Nothing may be changed. Give the entries below again exactly.

Dataset extract: Begin

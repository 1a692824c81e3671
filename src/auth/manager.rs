use std::sync::Arc;
use std::time::Duration;

use serde_json::Value;
use tokio::sync::Mutex;
use tokio::task::JoinHandle;
use tracing::{debug, error, info, warn};

use crate::api::client::{ChargerApi, TokenGrant};
use crate::auth::credentials::Credentials;
use crate::auth::store::TokenStore;
use crate::auth::token::TokenPair;
use crate::error::AppError;

/// How often the periodic refresh task re-triggers a token refresh.
pub const TOKEN_REFRESH_PERIOD: Duration = Duration::from_secs(12 * 60 * 60);

#[derive(Default)]
struct TokenState {
    access_token: Option<String>,
    refresh_token: Option<String>,
}

/// Owns the access/refresh token pair for one account and keeps the
/// persisted record consistent with memory.
///
/// All callers share one manager per account and obtain tokens through
/// [`get_access_token`](Self::get_access_token). Tokens are never validated
/// proactively; staleness is discovered when a control request comes back
/// 401 and the caller runs [`refresh_after_unauthorized`](Self::refresh_after_unauthorized).
///
/// Authentication and refresh failures are reported as `Ok(false)` plus a
/// log entry, never as errors. The only error class that propagates is a
/// fault in the storage subsystem itself.
///
/// Every token-state access runs under one async mutex, so concurrent
/// refresh attempts serialize and duplicate refreshes collapse into a
/// single outbound call.
pub struct CredentialManager {
    api: ChargerApi,
    credentials: Credentials,
    store: Arc<dyn TokenStore>,
    state: Mutex<TokenState>,
}

impl CredentialManager {
    pub fn new(api: ChargerApi, credentials: Credentials, store: Arc<dyn TokenStore>) -> Self {
        Self {
            api,
            credentials,
            store,
            state: Mutex::new(TokenState::default()),
        }
    }

    /// Get a usable access token, loading the persisted record (and
    /// authenticating if needed) when none is held in memory.
    pub async fn get_access_token(&self) -> Result<String, AppError> {
        let mut state = self.state.lock().await;
        if state.access_token.is_none() {
            self.load_tokens_locked(&mut state).await?;
        }
        state.access_token.clone().ok_or(AppError::NotAuthenticated)
    }

    /// Load the token pair from storage, falling back to a full login when
    /// the record is missing or malformed. Returns whether a stored pair
    /// was used.
    pub async fn load_tokens(&self) -> Result<bool, AppError> {
        let mut state = self.state.lock().await;
        self.load_tokens_locked(&mut state).await
    }

    async fn load_tokens_locked(&self, state: &mut TokenState) -> Result<bool, AppError> {
        let data = self.store.load().await?;

        let Some(record) = data else {
            warn!("no token record found in storage");
            self.authenticate_locked(state).await?;
            return Ok(false);
        };

        let Some(record) = record.as_object() else {
            error!("token record in storage is not a mapping, re-authenticating");
            self.authenticate_locked(state).await?;
            return Ok(false);
        };

        let access_token = record
            .get("access_token")
            .and_then(Value::as_str)
            .filter(|token| !token.is_empty());
        let Some(access_token) = access_token else {
            warn!("token record has no access token, re-authenticating");
            self.authenticate_locked(state).await?;
            return Ok(false);
        };

        state.access_token = Some(access_token.to_string());
        state.refresh_token = record
            .get("refresh_token")
            .and_then(Value::as_str)
            .filter(|token| !token.is_empty())
            .map(str::to_string);
        info!("loaded tokens from storage");
        Ok(true)
    }

    /// Perform the OAuth2 password grant and persist the resulting pair.
    pub async fn authenticate(&self) -> Result<bool, AppError> {
        let mut state = self.state.lock().await;
        self.authenticate_locked(&mut state).await
    }

    async fn authenticate_locked(&self, state: &mut TokenState) -> Result<bool, AppError> {
        match self
            .api
            .request_token(TokenGrant::Password(&self.credentials))
            .await
        {
            Ok(response) if response.access_token.is_empty() => {
                error!("token endpoint returned an empty access token");
                Ok(false)
            }
            Ok(response) => {
                self.save_tokens_locked(state, response.access_token, response.refresh_token)
                    .await?;
                info!("authenticated with password grant");
                Ok(true)
            }
            Err(err) => {
                error!(error = %err, "authentication failed");
                Ok(false)
            }
        }
    }

    /// Refresh the access token, falling back to a full login when no
    /// refresh token is held or the refresh grant is rejected. A transport
    /// failure reports `Ok(false)` without the fallback, so a flaky network
    /// never burns a still-valid refresh token.
    pub async fn refresh_access_token(&self) -> Result<bool, AppError> {
        let mut state = self.state.lock().await;
        self.refresh_locked(&mut state).await
    }

    /// Single-flight refresh entry point for 401 handling. `stale` is the
    /// token the caller's rejected request used: if another caller already
    /// replaced it, no network call is made.
    pub async fn refresh_after_unauthorized(&self, stale: &str) -> Result<bool, AppError> {
        let mut state = self.state.lock().await;
        if let Some(current) = state.access_token.as_deref() {
            if current != stale {
                debug!("token already refreshed by a concurrent caller");
                return Ok(true);
            }
        }
        self.refresh_locked(&mut state).await
    }

    async fn refresh_locked(&self, state: &mut TokenState) -> Result<bool, AppError> {
        let Some(refresh_token) = state.refresh_token.clone() else {
            debug!("no refresh token held, performing full login");
            return self.authenticate_locked(state).await;
        };

        match self
            .api
            .request_token(TokenGrant::Refresh {
                refresh_token: &refresh_token,
                credentials: &self.credentials,
            })
            .await
        {
            Ok(response) if response.access_token.is_empty() => {
                error!("token endpoint returned an empty access token on refresh");
                Ok(false)
            }
            Ok(response) => {
                self.save_tokens_locked(state, response.access_token, response.refresh_token)
                    .await?;
                info!("refreshed access token");
                Ok(true)
            }
            Err(AppError::Auth { message, status }) => {
                warn!(?status, reason = %message, "refresh rejected, falling back to full login");
                self.authenticate_locked(state).await
            }
            Err(err) => {
                error!(error = %err, "transport failure while refreshing token");
                Ok(false)
            }
        }
    }

    /// Update the in-memory pair and atomically overwrite the persisted
    /// record. Storage failures propagate unmasked.
    pub async fn save_tokens(
        &self,
        access_token: String,
        refresh_token: Option<String>,
    ) -> Result<(), AppError> {
        let mut state = self.state.lock().await;
        self.save_tokens_locked(&mut state, access_token, refresh_token)
            .await
    }

    async fn save_tokens_locked(
        &self,
        state: &mut TokenState,
        access_token: String,
        refresh_token: Option<String>,
    ) -> Result<(), AppError> {
        // A grant response may omit the refresh token; keep the one already
        // held rather than forcing a full login on the next refresh cycle.
        let pair = TokenPair {
            access_token,
            refresh_token: refresh_token.or_else(|| state.refresh_token.clone()),
        };

        let record = serde_json::to_value(&pair)?;
        self.store.save(&record).await?;

        state.access_token = Some(pair.access_token);
        state.refresh_token = pair.refresh_token;
        debug!("saved tokens to storage");
        Ok(())
    }
}

/// Re-trigger a token refresh on a fixed period ([`TOKEN_REFRESH_PERIOD`]
/// in production), independent of any 401-driven refresh. Outcomes are
/// logged, never fatal.
pub fn spawn_periodic_refresh(
    manager: Arc<CredentialManager>,
    period: Duration,
) -> JoinHandle<()> {
    tokio::spawn(async move {
        let mut ticker = tokio::time::interval(period);
        // The first tick fires immediately; the schedule starts one period out.
        ticker.tick().await;
        loop {
            ticker.tick().await;
            match manager.refresh_access_token().await {
                Ok(true) => debug!("periodic token refresh complete"),
                Ok(false) => warn!("periodic token refresh failed"),
                Err(err) => error!(error = %err, "periodic token refresh hit a storage fault"),
            }
        }
    })
}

Dataset extract: End

[Completed task]
repository 1a692824c81e3671
filename src/auth/manager.rs
use std::sync::Arc;
use std::time::Duration;

use serde_json::Value;
use tokio::sync::Mutex;
use tokio::task::JoinHandle;
use tracing::{debug, error, info, warn};

use crate::api::client::{ChargerApi, TokenGrant};
use crate::auth::credentials::Credentials;
use crate::auth::store::TokenStore;
use crate::auth::token::TokenPair;
use crate::error::AppError;

/// How often the periodic refresh task re-triggers a token refresh.
pub const TOKEN_REFRESH_PERIOD: Duration = Duration::from_secs(12 * 60 * 60);

#[derive(Default)]
struct TokenState {
    access_token: Option<String>,
    refresh_token: Option<String>,
}

/// Owns the access/refresh token pair for one account and keeps the
/// persisted record consistent with memory.
///
/// All callers share one manager per account and obtain tokens through
/// [`get_access_token`](Self::get_access_token). Tokens are never validated
/// proactively; staleness is discovered when a control request comes back
/// 401 and the caller runs [`refresh_after_unauthorized`](Self::refresh_after_unauthorized).
///
/// Authentication and refresh failures are reported as `Ok(false)` plus a
/// log entry, never as errors. The only error class that propagates is a
/// fault in the storage subsystem itself.
///
/// Every token-state access runs under one async mutex, so concurrent
/// refresh attempts serialize and duplicate refreshes collapse into a
/// single outbound call.
pub struct CredentialManager {
    api: ChargerApi,
    credentials: Credentials,
    store: Arc<dyn TokenStore>,
    state: Mutex<TokenState>,
}

impl CredentialManager {
    pub fn new(api: ChargerApi, credentials: Credentials, store: Arc<dyn TokenStore>) -> Self {
        Self {
            api,
            credentials,
            store,
            state: Mutex::new(TokenState::default()),
        }
    }

    /// Get a usable access token, loading the persisted record (and
    /// authenticating if needed) when none is held in memory.
    pub async fn get_access_token(&self) -> Result<String, AppError> {
        let mut state = self.state.lock().await;
        if state.access_token.is_none() {
            self.load_tokens_locked(&mut state).await?;
        }
        state.access_token.clone().ok_or(AppError::NotAuthenticated)
    }

    /// Load the token pair from storage, falling back to a full login when
    /// the record is missing or malformed. Returns whether a stored pair
    /// was used.
    pub async fn load_tokens(&self) -> Result<bool, AppError> {
        let mut state = self.state.lock().await;
        self.load_tokens_locked(&mut state).await
    }

    async fn load_tokens_locked(&self, state: &mut TokenState) -> Result<bool, AppError> {
        let data = self.store.load().await?;

        let Some(record) = data else {
            warn!("no token record found in storage");
            self.authenticate_locked(state).await?;
            return Ok(false);
        };

        let Some(record) = record.as_object() else {
            error!("token record in storage is not a mapping, re-authenticating");
            self.authenticate_locked(state).await?;
            return Ok(false);
        };

        let access_token = record
            .get("access_token")
            .and_then(Value::as_str)
            .filter(|token| !token.is_empty());
        let Some(access_token) = access_token else {
            warn!("token record has no access token, re-authenticating");
            self.authenticate_locked(state).await?;
            return Ok(false);
        };

        state.access_token = Some(access_token.to_string());
        state.refresh_token = record
            .get("refresh_token")
            .and_then(Value::as_str)
            .filter(|token| !token.is_empty())
            .map(str::to_string);
        info!("loaded tokens from storage");
        Ok(true)
    }

    /// Perform the OAuth2 password grant and persist the resulting pair.
    pub async fn authenticate(&self) -> Result<bool, AppError> {
        let mut state = self.state.lock().await;
        self.authenticate_locked(&mut state).await
    }

    async fn authenticate_locked(&self, state: &mut TokenState) -> Result<bool, AppError> {
        match self
            .api
            .request_token(TokenGrant::Password(&self.credentials))
            .await
        {
            Ok(response) if response.access_token.is_empty() => {
                error!("token endpoint returned an empty access token");
                Ok(false)
            }
            Ok(response) => {
                self.save_tokens_locked(state, response.access_token, response.refresh_token)
                    .await?;
                info!("authenticated with password grant");
                Ok(true)
            }
            Err(err) => {
                error!(error = %err, "authentication failed");
                Ok(false)
            }
        }
    }

    /// Refresh the access token, falling back to a full login when no
    /// refresh token is held or the refresh grant is rejected. A transport
    /// failure reports `Ok(false)` without the fallback, so a flaky network
    /// never burns a still-valid refresh token.
    pub async fn refresh_access_token(&self) -> Result<bool, AppError> {
        let mut state = self.state.lock().await;
        self.refresh_locked(&mut state).await
    }

    /// Single-flight refresh entry point for 401 handling. `stale` is the
    /// token the caller's rejected request used: if another caller already
    /// replaced it, no network call is made.
    pub async fn refresh_after_unauthorized(&self, stale: &str) -> Result<bool, AppError> {
        let mut state = self.state.lock().await;
        if let Some(current) = state.access_token.as_deref() {
            if current != stale {
                debug!("token already refreshed by a concurrent caller");
                return Ok(true);
            }
        }
        self.refresh_locked(&mut state).await
    }

    async fn refresh_locked(&self, state: &mut TokenState) -> Result<bool, AppError> {
        let Some(refresh_token) = state.refresh_token.clone() else {
            debug!("no refresh token held, performing full login");
            return self.authenticate_locked(state).await;
        };

        match self
            .api
            .request_token(TokenGrant::Refresh {
                refresh_token: &refresh_token,
                credentials: &self.credentials,
            })
            .await
        {
            Ok(response) if response.access_token.is_empty() => {
                error!("token endpoint returned an empty access token on refresh");
                Ok(false)
            }
            Ok(response) => {
                self.save_tokens_locked(state, response.access_token, response.refresh_token)
                    .await?;
                info!("refreshed access token");
                Ok(true)
            }
            Err(AppError::Auth { message, status }) => {
                warn!(?status, reason = %message, "refresh rejected, falling back to full login");
                self.authenticate_locked(state).await
            }
            Err(err) => {
                error!(error = %err, "transport failure while refreshing token");
                Ok(false)
            }
        }
    }

    /// Update the in-memory pair and atomically overwrite the persisted
    /// record. Storage failures propagate unmasked.
    pub async fn save_tokens(
        &self,
        access_token: String,
        refresh_token: Option<String>,
    ) -> Result<(), AppError> {
        let mut state = self.state.lock().await;
        self.save_tokens_locked(&mut state, access_token, refresh_token)
            .await
    }

    async fn save_tokens_locked(
        &self,
        state: &mut TokenState,
        access_token: String,
        refresh_token: Option<String>,
    ) -> Result<(), AppError> {
        // A grant response may omit the refresh token; keep the one already
        // held rather than forcing a full login on the next refresh cycle.
        let pair = TokenPair {
            access_token,
            refresh_token: refresh_token.or_else(|| state.refresh_token.clone()),
        };

        let record = serde_json::to_value(&pair)?;
        self.store.save(&record).await?;

        state.access_token = Some(pair.access_token);
        state.refresh_token = pair.refresh_token;
        debug!("saved tokens to storage");
        Ok(())
    }
}

/// Re-trigger a token refresh on a fixed period ([`TOKEN_REFRESH_PERIOD`]
/// in production), independent of any 401-driven refresh. Outcomes are
/// logged, never fatal.
pub fn spawn_periodic_refresh(
    manager: Arc<CredentialManager>,
    period: Duration,
) -> JoinHandle<()> {
    tokio::spawn(async move {
        let mut ticker = tokio::time::interval(period);
        // The first tick fires immediately; the schedule starts one period out.
        ticker.tick().await;
        loop {
            ticker.tick().await;
            match manager.refresh_access_token().await {
                Ok(true) => debug!("periodic token refresh complete"),
                Ok(false) => warn!("periodic token refresh failed"),
                Err(err) => error!(error = %err, "periodic token refresh hit a storage fault"),
            }
        }
    })
}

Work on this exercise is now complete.